Khejarli Village of Bishnois, an Offbeat Destination from Jodhpur

From Jodhpur we took a tour to Khejarli village 25 km south-east to the city. Khejarli village is a mute witness to the first documented and one of the greatest green movement in India.

Silence at Khejarli Village of Bishnois

When we arrived at the site, there was absolute silence interrupted now and then by peacock calls. The caretaker of the place greeted us with folded hands. He showed us around the place and recalled the story he heard from his seniors.

The story is like this:

In the year 1730, King Abhay Singh of Jodhpur was expanding and renovating his fort.
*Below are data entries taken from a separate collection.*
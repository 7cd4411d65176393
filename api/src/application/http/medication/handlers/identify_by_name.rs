use axum::{Extension, extract::State};
use kurdmed_core::domain::medication::{
    IdentifyByNameInput, MedicationRecord, ports::MedicationService,
};
use serde::{Deserialize, Serialize};
use utoipa::ToSchema;

use crate::application::{
    device_middleware::DeviceContext,
    http::{
        medication::validators::IdentifyByNameRequest,
        server::{
            api_entities::{
                api_error::{ApiError, ValidateJson},
                response::Response,
            },
            app_state::AppState,
        },
    },
};

#[derive(Debug, PartialEq, Serialize, Deserialize, ToSchema)]
pub struct IdentifyMedicationResponse {
    pub data: MedicationRecord,
}

#[utoipa::path(
    post,
    path = "/identify/name",
    tag = "medications",
    summary = "Identify a medication by name",
    description = "Asks the model for structured information about a named medication. Model failures are returned as a record whose outcome explains them.",
    params(
        ("X-Device-Id" = String, Header, description = "Device identifier"),
    ),
    request_body = IdentifyByNameRequest,
    responses(
        (status = 200, body = IdentifyMedicationResponse),
        (status = 400, description = "Empty or invalid name"),
        (status = 401, description = "Not signed in")
    )
)]
pub async fn identify_by_name(
    State(state): State<AppState>,
    Extension(device): Extension<DeviceContext>,
    ValidateJson(payload): ValidateJson<IdentifyByNameRequest>,
) -> Result<Response<IdentifyMedicationResponse>, ApiError> {
    let language = state.resolve_language(&device, payload.language).await;

    let name = payload.name.trim().to_string();
    if name.is_empty() {
        return Err(ApiError::BadRequest(
            state.translate(language, "nameSearch.error.enterName"),
        ));
    }

    let prompt = payload.prompt.unwrap_or_else(|| {
        state
            .translator
            .translate_with(language, "nameSearch.prompt", &[("name", name.as_str())])
    });

    let record = state
        .service
        .identify_by_name(IdentifyByNameInput {
            name,
            prompt,
            language,
        })
        .await;

    Ok(Response::OK(IdentifyMedicationResponse { data: record }))
}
He instructed his minister, Giridhar Bhandari to collect the Khejri wood required for the construction. The wood had to be collected from Khejarli village where the trees grew in plenty. What the minister didn’t foresee was that there would be stiff opposition from the villagers belonging to the Bishnoi community, to the felling of the trees.

Khejri tree at Khejarli village

Khejarli village 1 Khejri tree
Amrita Devi, a female villager, and her daughters were the first to oppose. They hugged the trees and chanted, “seir, santhe runkh raheb, to bhee sasto jaan.” (it is still a small price to pay if at cost of my head the tree is saved).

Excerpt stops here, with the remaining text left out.